And yet such a fundamental
opposition exists. In the drama the action is developed in
great measure by means of things that remain outside of the
art; by means of real things, that is, and not artistic
conventions for things. This is a sort of realism that is
not to be confounded with that realism in painting of which
we hear so much. The realism in painting is a thing of
purposes; this, that we have to indicate in the drama, is an
affair of method. We have heard a story, indeed, of a
painter in France who, when he wanted to paint a sea-beach,
carried realism from his ends to his means, and plastered
real sand upon his canvas; and that is precisely what is done
in the drama. The dramatic author has to paint his beaches
with real sand: real live men and women move about the stage;
we hear real voices; what is feigned merely puts a sense upon
what is; we do actually see a woman go behind a screen as
Lady Teazle, and, after a certain interval, we do actually
see her very shamefully produced again.

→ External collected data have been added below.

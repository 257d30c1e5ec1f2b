//! Editor session
//!
//! Headless command layer over a [`Scene`]: step navigation, timeline edits,
//! the "add keys" toggle, picking and marquee selection.

use brickstep_core::{
    Aabb, Camera, InterfaceColors, InterfaceContext, Light, ObjectBoxTest, ObjectHit, ObjectKey,
    Rotor3, Scene, SceneError, Step, Vec3, STEP_MAX,
};

use crate::config::AppConfig;

/// Editing state for one scene
pub struct EditorSession {
    scene: Scene,
    /// Key edits at the current step instead of only changing existing keys
    add_keys: bool,
    colors: InterfaceColors,
    default_light_position: Vec3,
    default_camera_position: Vec3,
    default_camera_target: Vec3,
}

impl EditorSession {
    /// Create a session over an empty scene
    pub fn new(config: &AppConfig) -> Self {
        Self::with_scene(Scene::new(), config)
    }

    /// Create a session over an existing scene
    pub fn with_scene(scene: Scene, config: &AppConfig) -> Self {
        Self {
            scene,
            add_keys: config.editing.add_keys,
            colors: config.interface.to_interface_colors(),
            default_light_position: config.editing.light_position(),
            default_camera_position: config.editing.camera_position(),
            default_camera_target: config.editing.camera_target(),
        }
    }

    pub fn scene(&self) -> &Scene {
        &self.scene
    }

    pub fn scene_mut(&mut self) -> &mut Scene {
        &mut self.scene
    }

    pub fn current_step(&self) -> Step {
        self.scene.current_step()
    }

    pub fn add_keys(&self) -> bool {
        self.add_keys
    }

    pub fn set_add_keys(&mut self, add_keys: bool) {
        self.add_keys = add_keys;
    }

    pub fn toggle_add_keys(&mut self) {
        self.add_keys = !self.add_keys;
        log::debug!("Add keys {}", if self.add_keys { "on" } else { "off" });
    }

    // Step navigation

    pub fn show_first_step(&mut self) {
        self.scene.set_current_step(1);
    }

    pub fn show_previous_step(&mut self) {
        let step = self.current_step();
        if step > 1 {
            self.scene.set_current_step(step - 1);
        }
    }

    pub fn show_next_step(&mut self) {
        let step = self.current_step();
        if step < STEP_MAX {
            self.scene.set_current_step(step + 1);
        }
    }

    pub fn show_last_step(&mut self) {
        let last = self.scene.last_step();
        self.scene.set_current_step(last);
    }

    // Timeline edits

    /// Open an empty step at the current step
    pub fn insert_step_before(&mut self) {
        self.scene.insert_step(self.current_step());
    }

    /// Open an empty step after the current step
    pub fn insert_step_after(&mut self) {
        match self.current_step().checked_add(1) {
            Some(step) => self.scene.insert_step(step),
            None => log::trace!("No step after the last possible step"),
        }
    }

    /// Delete the current step
    pub fn delete_step(&mut self) {
        self.scene.remove_step(self.current_step());
    }

    // Objects

    /// Add a point light at the configured default position
    pub fn add_light(&mut self) -> ObjectKey {
        self.scene.add_object(Light::point(self.default_light_position))
    }

    /// Add a camera at the configured default position
    pub fn add_camera(&mut self) -> ObjectKey {
        self.scene.add_object(Camera::new(
            self.default_camera_position,
            self.default_camera_target,
            Vec3::Z,
        ))
    }

    // Selection

    /// Pick along a ray and focus whatever is hit
    ///
    /// Without `extend` the previous selection is dropped first, even when
    /// nothing is hit.
    pub fn pick(&mut self, start: Vec3, end: Vec3, extend: bool) -> Result<Option<ObjectHit>, SceneError> {
        if !extend {
            self.scene.clear_selection();
        }

        let hit = self.scene.ray_test(start, end);
        if let Some(hit) = &hit {
            self.scene.set_focused(hit.key, hit.section, true)?;
        }
        Ok(hit)
    }

    /// Select every object overlapping a world box
    pub fn select_in_volume(&mut self, volume: &Aabb, extend: bool) -> Result<Vec<ObjectKey>, SceneError> {
        if !extend {
            self.scene.clear_selection();
        }

        let keys = self.scene.box_test(ObjectBoxTest::from_aabb(volume).planes);
        for key in &keys {
            self.scene.set_object_selected(*key, true)?;
        }
        Ok(keys)
    }

    // Editing

    /// Move the selection, keying the result if add keys is on
    pub fn move_selection(&mut self, delta: Vec3) {
        self.scene.move_selection(delta, self.add_keys);
    }

    /// Rotate the selected pieces about a world pivot
    pub fn rotate_selection(&mut self, rotor: Rotor3, pivot: Vec3) {
        self.scene.rotate_selection(rotor, pivot, self.add_keys);
    }

    /// Drop every key of the selected objects, keeping the current pose
    pub fn freeze_selection(&mut self) {
        self.scene.remove_key_frames_selected();
    }

    /// Names of the selected objects
    pub fn selected_names(&self) -> Vec<String> {
        self.scene
            .selected_keys()
            .into_iter()
            .filter_map(|key| self.scene.get(key).map(|o| o.name().to_string()))
            .collect()
    }

    pub fn draw_interface(&self, ctx: &mut dyn InterfaceContext) {
        self.scene.draw_interface(ctx, &self.colors);
    }
}

#[cfg(test)]
mod tests {
    use super::*;
    use brickstep_core::{LightSection, Piece, PieceSection, Section};

    const EPSILON: f32 = 0.0001;

    fn session() -> EditorSession {
        EditorSession::new(&AppConfig::default())
    }

    #[test]
    fn test_step_navigation() {
        let mut session = session();
        let key = session.add_light();
        session
            .scene_mut()
            .light_mut(key)
            .unwrap()
            .set_position(Vec3::ZERO, 6, true);

        session.show_previous_step();
        assert_eq!(session.current_step(), 1);

        session.show_next_step();
        assert_eq!(session.current_step(), 2);

        session.show_last_step();
        assert_eq!(session.current_step(), 6);

        session.show_first_step();
        assert_eq!(session.current_step(), 1);
    }

    #[test]
    fn test_insert_before_and_after() {
        let mut session = session();
        let key = session.add_light();
        session
            .scene_mut()
            .light_mut(key)
            .unwrap()
            .set_position(Vec3::ZERO, 3, true);

        session.scene_mut().set_current_step(3);
        session.insert_step_after();
        assert_eq!(session.scene().last_step(), 3);

        session.insert_step_before();
        assert_eq!(session.scene().last_step(), 4);

        session.delete_step();
        assert_eq!(session.scene().last_step(), 3);
    }

    #[test]
    fn test_add_keys_controls_keying() {
        let mut session = session();
        let key = session.add_light();
        session.scene_mut().set_current_step(4);
        session
            .scene_mut()
            .set_selected(key, Section::Light(LightSection::Position), true)
            .unwrap();

        session.move_selection(Vec3::X);
        assert_eq!(session.scene().light(key).unwrap().position_keys().len(), 1);

        session.toggle_add_keys();
        session.move_selection(Vec3::X);
        let light = session.scene().light(key).unwrap();
        assert_eq!(light.position_keys().len(), 2);
        assert_eq!(light.position_keys().last_step(), 4);
    }

    #[test]
    fn test_pick_focuses_hit() {
        let mut session = session();
        let key = session.add_light();
        let position = session.scene().light(key).unwrap().position();

        let hit = session
            .pick(position + Vec3::new(0.0, 0.0, 50.0), position, false)
            .unwrap()
            .unwrap();
        assert_eq!(hit.key, key);
        assert!((hit.distance - 45.0).abs() < EPSILON);
        assert_eq!(session.scene().focused(), Some((key, Section::Light(LightSection::Position))));

        // A miss without extend clears the selection
        let miss = session.pick(Vec3::new(1000.0, 0.0, 0.0), Vec3::new(1000.0, 0.0, -1.0), false);
        assert!(miss.unwrap().is_none());
        assert!(session.scene().selected_keys().is_empty());
    }

    #[test]
    fn test_select_in_volume() {
        let mut session = session();
        let piece = session.scene_mut().add_object(Piece::new(
            "3001",
            4,
            Aabb::cube(10.0),
            Vec3::ZERO,
            Rotor3::IDENTITY,
        ));
        session.add_light();

        let found = session
            .select_in_volume(&Aabb::new(Vec3::splat(-20.0), Vec3::splat(20.0)), false)
            .unwrap();
        assert_eq!(found, vec![piece]);
        assert!(session.scene().get(piece).unwrap().is_selected(Section::Piece(PieceSection::Position)));
        assert_eq!(session.selected_names(), vec!["Piece 1".to_string()]);
    }

    #[test]
    fn test_freeze_selection() {
        let mut session = session();
        session.set_add_keys(true);
        let key = session.add_light();
        session.scene_mut().set_object_selected(key, true).unwrap();

        session.scene_mut().set_current_step(5);
        session.move_selection(Vec3::new(10.0, 0.0, 0.0));
        assert_eq!(session.scene().light(key).unwrap().position_keys().len(), 2);

        session.freeze_selection();
        let keys = session.scene().light(key).unwrap().position_keys().keys();
        assert_eq!(keys.len(), 1);
        assert_eq!(keys[0].step, 1);
    }
}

Now all these
things, that remain as they were in life, and are not
transmuted into any artistic convention, are terribly
stubborn and difficult to deal with; and hence there are for
the dramatist many resultant limitations in time and space.
These limitations in some sort approximate towards those of
painting: the dramatic author is tied down, not indeed to a
moment, but to the duration of each scene or act; he is
confined to the stage, almost as the painter is confined
within his frame.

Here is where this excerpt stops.